In Turkey, the warehouse of nuts and dried fruits retailer Tadım is connected to the production lines by means of a conveyor system. “Our daily goods receipts have gone up by 73%,” says Logistics Manager Kemal Güler. The company receives an average of 1,000 pallets a day, and the conveyors ensure continuous flows of goods and minimise handling equipment activity (reducing the risk of accidents).
Another transport system that connects different areas in a logistics facility is the electrified monorail. These automatic trolleys are driven by an electric motor that moves along an electrified rail suspended from the ceiling or fixed to the floor of the warehouse. One company reaping the benefits of this solution is juice manufacturer Sokpol. It has a full electric monorail line from the Mecalux Group that connects its two warehouses to production.
Companies also turn to automatic guided vehicles (AGVs) and autonomous mobile robots (AMRs) to link different zones in a logistics facility. French paper manufacturer Clairefontaine has a warehouse designed by the Mecalux Group with several AGVs charged with internal transport. The business uses them to move goods from the production centre to the warehouse and from the storage aisles to the dispatch area.
The quintessential examples of automated storage systems in warehouses are those designed to automate the storage process itself, that is, the placement of the unit loads in their locations.

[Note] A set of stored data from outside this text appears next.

use crate::domain::base::{now, AggregateRoot, DomainError, DomainResult, Entity};
use crate::domain::validation::{check_text_field, Notification};
use crate::domain::value_objects::{Activation, CategoryId, GenreId};
use chrono::{DateTime, Utc};

pub const NAME_MIN_LENGTH: usize = 3;
pub const NAME_MAX_LENGTH: usize = 255;

/// A Genre classifies videos and references the categories it belongs to
#[derive(Debug, Clone, PartialEq)]
pub struct Genre {
    id: GenreId,
    name: Option<String>,
    activation: Activation,
    categories: Vec<CategoryId>,
    created_at: DateTime<Utc>,
    updated_at: DateTime<Utc>,
}

impl Genre {
    /// Create a genre with no categories, failing when it is invalid
    pub fn new_genre(name: Option<String>, is_active: bool) -> DomainResult<Self> {
        let now = now();
        let genre = Genre {
            id: GenreId::unique(),
            name,
            activation: Activation::new(is_active, now),
            categories: Vec::new(),
            created_at: now,
            updated_at: now,
        };
        genre.self_validate("Failed to create a Aggregate Genre")?;
        Ok(genre)
    }

    /// Rebuild a stored genre
    pub fn with(
        id: GenreId,
        name: Option<String>,
        is_active: bool,
        categories: Vec<CategoryId>,
        created_at: DateTime<Utc>,
        updated_at: DateTime<Utc>,
        deleted_at: Option<DateTime<Utc>>,
    ) -> DomainResult<Self> {
        let mut genre = Genre {
            id,
            name,
            activation: Activation::restore(is_active, deleted_at)?,
            categories: Vec::new(),
            created_at,
            updated_at,
        };
        genre.push_categories(categories);
        Ok(genre)
    }

    /// Replace name, state and the whole category set, then re-validate
    pub fn update(
        &mut self,
        name: Option<String>,
        is_active: bool,
        categories: Vec<CategoryId>,
    ) -> DomainResult<&mut Self> {
        if is_active {
            self.activate();
        } else {
            self.deactivate();
        }
        self.name = name;
        self.categories.clear();
        self.push_categories(categories);
        self.updated_at = now();
        self.self_validate("Failed to update a Aggregate Genre")?;
        Ok(self)
    }

    pub fn activate(&mut self) -> &mut Self {
        self.activation = self.activation.activate();
        self.updated_at = now();
        self
    }

    pub fn deactivate(&mut self) -> &mut Self {
        let now = now();
        self.activation = self.activation.deactivate(now);
        self.updated_at = now;
        self
    }

    pub fn add_category(&mut self, category_id: CategoryId) -> &mut Self {
        if self.push_category(category_id) {
            self.updated_at = now();
        }
        self
    }

    pub fn add_categories(&mut self, category_ids: Vec<CategoryId>) -> &mut Self {
        if self.push_categories(category_ids) {
            self.updated_at = now();
        }
        self
    }

    pub fn remove_category(&mut self, category_id: &CategoryId) -> &mut Self {
        let before = self.categories.len();
        self.categories.retain(|id| id != category_id);
        if self.categories.len() != before {
            self.updated_at = now();
        }
        self
    }

    pub fn name(&self) -> Option<&str> {
        self.name.as_deref()
    }

    pub fn is_active(&self) -> bool {
        self.activation.is_active()
    }

    pub fn categories(&self) -> &[CategoryId] {
        &self.categories
    }

    pub fn created_at(&self) -> DateTime<Utc> {
        self.created_at
    }

    pub fn updated_at(&self) -> DateTime<Utc> {
        self.updated_at
    }

    pub fn deleted_at(&self) -> Option<DateTime<Utc>> {
        self.activation.deleted_at()
    }

    fn push_category(&mut self, category_id: CategoryId) -> bool {
        if self.categories.contains(&category_id) {
            return false;
        }
        self.categories.push(category_id);
        true
    }

    fn push_categories(&mut self, category_ids: Vec<CategoryId>) -> bool {
        let mut changed = false;
        for category_id in category_ids {
            changed |= self.push_category(category_id);
        }
        changed
    }

    fn self_validate(&self, message: &str) -> DomainResult<()> {
        let mut notification = Notification::new();
        self.validate(&mut notification);
        if notification.has_error() {
            return Err(DomainError::validation(message, notification));
        }
        Ok(())
    }
}

impl Entity for Genre {
    type Id = GenreId;

    fn id(&self) -> &Self::Id {
        &self.id
    }
}

impl AggregateRoot for Genre {
    fn validate(&self, handler: &mut Notification) {
        check_text_field(
            "name",
            self.name(),
            NAME_MIN_LENGTH,
            NAME_MAX_LENGTH,
            handler,
        );
    }
}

This category features stacker cranes (AS/RS for pallets). These robots move horisontally and vertically in the aisles to insert and remove pallets from the racks automatically. Leading high-end chocolate producer Schaal Chocolatier has an AS/RS for pallets in France built by the Mecalux Group for housing all its products prior to their distribution. The company chose to automate its logistics operations “to avoid using standard forklifts handled by operators,” says Methods Department Manager Raphael Dorbeau.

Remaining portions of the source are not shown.